4

The famous Anscombe data set is often used to illustrate various problems in regression such as nonlinear relationships, outliers and influential points. But, with N = 10, there is a limited amount one can do.

Also, simple plots of the data make it pretty clear that the various simple linear regressions are problematic.

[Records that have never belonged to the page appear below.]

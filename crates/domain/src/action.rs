//! Planner action taxonomy (spec §4.6).
//!
//! One tagged variant per action kind, each with its own explicit schema —
//! the re-architecture strategy in spec §9 ("deep interface hierarchies" →
//! "one tagged variant per action kind with explicit data schemas").
//! `ActionValidator` and `ActionExecutor` both match over this enum
//! exhaustively; adding a new action kind is a compile error until both
//! are updated.

use serde::{Deserialize, Serialize};

use crate::gap::{CloseReason, Respondent, Severity};
use crate::learning::LearningType;

#[derive(Debug, Clone, Serialize, Deserialize)]
#[serde(tag = "kind", rename_all = "snake_case")]
pub enum Action {
    PostComment(PostComment),
    UpdateGaps(UpdateGaps),
    UpdateFindings(UpdateFindings),
    UpdateLearnings(UpdateLearnings),
    ReadyForSpecGeneration(ReadyForSpecGeneration),
    UpdateSpec(UpdateSpec),
}

impl Action {
    pub fn kind_name(&self) -> &'static str {
        match self {
            Action::PostComment(_) => "post_comment",
            Action::UpdateGaps(_) => "update_gaps",
            Action::UpdateFindings(_) => "update_findings",
            Action::UpdateLearnings(_) => "update_learnings",
            Action::ReadyForSpecGeneration(_) => "ready_for_spec_generation",
            Action::UpdateSpec(_) => "update_spec",
        }
    }
}

#[derive(Debug, Clone, Serialize, Deserialize)]
pub struct PostComment {
    pub content: String,
    #[serde(default)]
    pub reply_to_discussion_id: Option<String>,
}

#[derive(Debug, Clone, Serialize, Deserialize)]
pub struct NewGap {
    pub question: String,
    pub severity: Severity,
    pub respondent: Respondent,
}

#[derive(Debug, Clone, Serialize, Deserialize)]
pub struct GapClose {
    pub gap_id: String,
    pub reason: CloseReason,
    #[serde(default)]
    pub note: Option<String>,
}

#[derive(Debug, Clone, Serialize, Deserialize, Default)]
pub struct UpdateGaps {
    #[serde(default)]
    pub add: Vec<NewGap>,
    #[serde(default)]
    pub resolve: Vec<String>,
    #[serde(default)]
    pub skip: Vec<String>,
    #[serde(default)]
    pub close: Vec<GapClose>,
}

#[derive(Debug, Clone, Serialize, Deserialize)]
pub struct NewFinding {
    pub synthesis: String,
    pub sources: Vec<crate::finding::FindingSource>,
    #[serde(default)]
    pub is_core: bool,
}

#[derive(Debug, Clone, Serialize, Deserialize, Default)]
pub struct UpdateFindings {
    #[serde(default)]
    pub add: Vec<NewFinding>,
    /// See spec §9 Open Questions: resolved as "replace the `is_core` subset".
    #[serde(default)]
    pub drop_all: bool,
}

#[derive(Debug, Clone, Serialize, Deserialize)]
pub struct ProposedLearning {
    #[serde(rename = "type")]
    pub kind: LearningType,
    pub content: String,
    pub source_context: String,
}

#[derive(Debug, Clone, Serialize, Deserialize, Default)]
pub struct UpdateLearnings {
    #[serde(default)]
    pub propose: Vec<ProposedLearning>,
}

#[derive(Debug, Clone, Serialize, Deserialize)]
pub struct ReadyForSpecGeneration {
    pub context_summary: String,
    #[serde(default)]
    pub closed_gap_ids: Vec<i64>,
    #[serde(default)]
    pub relevant_finding_ids: Vec<i64>,
    #[serde(default)]
    pub learnings_applied: Vec<i64>,
    pub proceed_signal: String,
}

#[derive(Debug, Clone, Serialize, Deserialize)]
pub struct UpdateSpec {
    pub content_markdown: String,
    pub reason: String,
    pub mode: String,
}

/// The batch returned by `submit_actions` / the Planner's final turn.
#[derive(Debug, Clone, Serialize, Deserialize, Default)]
pub struct ActionBatch {
    pub actions: Vec<Action>,
}
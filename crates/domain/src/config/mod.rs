mod engagement;
mod explore;
mod orchestrator;
mod planner;
mod specgen;
mod specstore;

pub use engagement::*;
pub use explore::*;
pub use orchestrator::*;
pub use planner::*;
pub use specgen::*;
pub use specstore::*;

use serde::{Deserialize, Serialize};

// ━━━━━━━━━━━━━━━━━━━━━━━━━━━━━━━━━━━━━━━━━━━━━━━━━━━━━━━━━━━━━━━━━━
// Top-level config
// ━━━━━━━━━━━━━━━━━━━━━━━━━━━━━━━━━━━━━━━━━━━━━━━━━━━━━━━━━━━━━━━━━━

/// Shape the ambient config tree is read into. Loading (env/file discovery)
/// is an external collaborator (spec §1 non-goals); this crate only owns
/// the shape and a couple of convenience constructors for tests and for
/// whatever loader wraps this.
#[derive(Debug, Clone, Serialize, Deserialize, Default)]
pub struct RelayConfig {
    #[serde(default)]
    pub orchestrator: OrchestratorConfig,
    #[serde(default)]
    pub planner: PlannerConfig,
    #[serde(default)]
    pub explore: ExploreConfig,
    #[serde(default)]
    pub specgen: SpecGenConfig,
    #[serde(default)]
    pub specstore: SpecStoreConfig,
    #[serde(default)]
    pub engagement: EngagementConfig,
}

impl RelayConfig {
    pub fn from_str(s: &str) -> crate::error::Result<Self> {
        Ok(toml::from_str(s)?)
    }

    pub fn from_file(path: &std::path::Path) -> crate::error::Result<Self> {
        let raw = std::fs::read_to_string(path)?;
        Self::from_str(&raw)
    }
}
//! `code_graph` — the read-only code-graph retrieval interface spec §1
//! keeps external to this repo's scope. The ExploreAgent consumes only
//! this trait; [`NullCodeGraph`] stands in for the real extractor.

use async_trait::async_trait;
use serde::{Deserialize, Serialize};

use relay_domain::Result;

#[derive(Debug, Clone, Serialize, Deserialize)]
pub struct CodeGraphHit {
    pub symbol: String,
    pub location: String,
    pub snippet: String,
}

#[async_trait]
pub trait CodeGraph: Send + Sync {
    async fn query(&self, q: &str) -> Result<Vec<CodeGraphHit>>;
}

/// Always returns no hits — the real extractor lives outside this
/// repo's scope (spec §1).
pub struct NullCodeGraph;

#[async_trait]
impl CodeGraph for NullCodeGraph {
    async fn query(&self, _q: &str) -> Result<Vec<CodeGraphHit>> {
        Ok(Vec::new())
    }
}
use serde::{Deserialize, Serialize};

/// Structured code observation (spec §3). Created only by `update_findings`;
/// never mutated, only replaced.
#[derive(Debug, Clone, Serialize, Deserialize)]
pub struct Finding {
    pub id: i64,
    pub issue_id: i64,
    pub synthesis: String,
    pub sources: Vec<FindingSource>,
    pub is_core: bool,
}

#[derive(Debug, Clone, Serialize, Deserialize)]
pub struct FindingSource {
    /// `"path:line"` or a symbol qualified name.
    pub location: String,
    pub excerpt: Option<String>,
}
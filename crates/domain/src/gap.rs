use chrono::{DateTime, Utc};
use serde::{Deserialize, Serialize};

/// Four-valued severity taxonomy (spec §9 Open Questions: resolved to the
/// four-valued set everywhere, including the prompt).
#[derive(Debug, Clone, Copy, PartialEq, Eq, PartialOrd, Ord, Serialize, Deserialize)]
#[serde(rename_all = "snake_case")]
pub enum Severity {
    Low,
    Medium,
    High,
    Blocking,
}

#[derive(Debug, Clone, Copy, PartialEq, Eq, Serialize, Deserialize)]
#[serde(rename_all = "snake_case")]
pub enum Respondent {
    Reporter,
    Assignee,
}

#[derive(Debug, Clone, Copy, PartialEq, Eq, Serialize, Deserialize)]
#[serde(rename_all = "snake_case")]
pub enum GapStatus {
    Open,
    Resolved,
    Skipped,
    ClosedInferred,
    ClosedNotRelevant,
}

impl GapStatus {
    /// Once non-open, status is terminal (spec §3 invariant).
    pub fn is_terminal(self) -> bool {
        !matches!(self, GapStatus::Open)
    }
}

#[derive(Debug, Clone, Copy, PartialEq, Eq, Serialize, Deserialize)]
#[serde(rename_all = "snake_case")]
pub enum CloseReason {
    Answered,
    Inferred,
    NotRelevant,
}

/// An open question needing a human answer (spec §3).
#[derive(Debug, Clone, Serialize, Deserialize)]
pub struct Gap {
    pub id: i64,
    pub issue_id: i64,
    /// 1-based, unique per issue.
    pub short_id: u32,
    pub question: String,
    pub severity: Severity,
    pub respondent: Respondent,
    pub status: GapStatus,
    pub created_at: DateTime<Utc>,
    pub resolved_at: Option<DateTime<Utc>>,
    pub resolution_note: Option<String>,
    pub comment_ref: Option<String>,
}

impl Gap {
    pub fn is_open(&self) -> bool {
        self.status == GapStatus::Open
    }

    pub fn is_blocking(&self) -> bool {
        self.is_open() && self.severity == Severity::Blocking
    }
}

/// Resolves an action's gap reference (primary id or numeric short_id
/// string, per spec §4.9) against the issue's known gaps.
pub fn resolve_gap_ref<'a>(gaps: &'a [Gap], reference: &str) -> Option<&'a Gap> {
    if let Ok(id) = reference.parse::<i64>() {
        if let Some(g) = gaps.iter().find(|g| g.id == id) {
            return Some(g);
        }
    }
    if let Ok(short_id) = reference.parse::<u32>() {
        return gaps.iter().find(|g| g.short_id == short_id);
    }
    None
}
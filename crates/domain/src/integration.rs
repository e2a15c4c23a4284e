use serde::{Deserialize, Serialize};

/// Out of scope is "organization/workspace/user CRUD", but `EngagementDetector`
/// and `EventIngestor` both read this record; its CRUD lives elsewhere
/// (spec §1 non-goals; SPEC_FULL §3.1).
#[derive(Debug, Clone, Serialize, Deserialize)]
pub struct Integration {
    pub id: i64,
    pub workspace_id: i64,
    pub provider: String,
    pub external_project_id: Option<String>,
    pub enabled: bool,
    pub service_account: ServiceAccount,
}

#[derive(Debug, Clone, Serialize, Deserialize)]
pub struct ServiceAccount {
    pub username: String,
    pub user_id: String,
}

I thought of generating a larger data set (say, N = 1000) with similar patterns, by jittering each of the variables in the Anscombe data. Has anyone used this sort of approach as a didactic tool to illustrate violations of the OLS assumptions and ways to find them?

Peter Flom
  • 94,055
  • 35
  • 143
  • 276
  • 4
    At https://stats.stackexchange.com/questions/152028/i-have-a-line-of-best-fit-i-need-data-points-that-will-not-change-my-line-of-be/152034#152034 I posted code to create datasets like Anscombe's quartet--and demonstrated its efficacy by simply and easily producing the quartet itself. – whuber May 28 '19 at 21:26
  • @whuber Very cool. Are there any restrictions on using it? If I use it in a course or something, do you want a citation? – Peter Flom May 29 '19 at 10:51
  • 2
    It's yours to keep, Peter :-). – whuber May 29 '19 at 10:57

1 Answers1

4

Have you seen the Datasaurus Dozen? It's a bigger (and of course more extreme...) example of the Anscombe data. An alternative might be to dig around for some real data that has the kind of problems you are looking for. https://www.autodeskresearch.com/publications/samestats

John Davis
  • 62
  • 3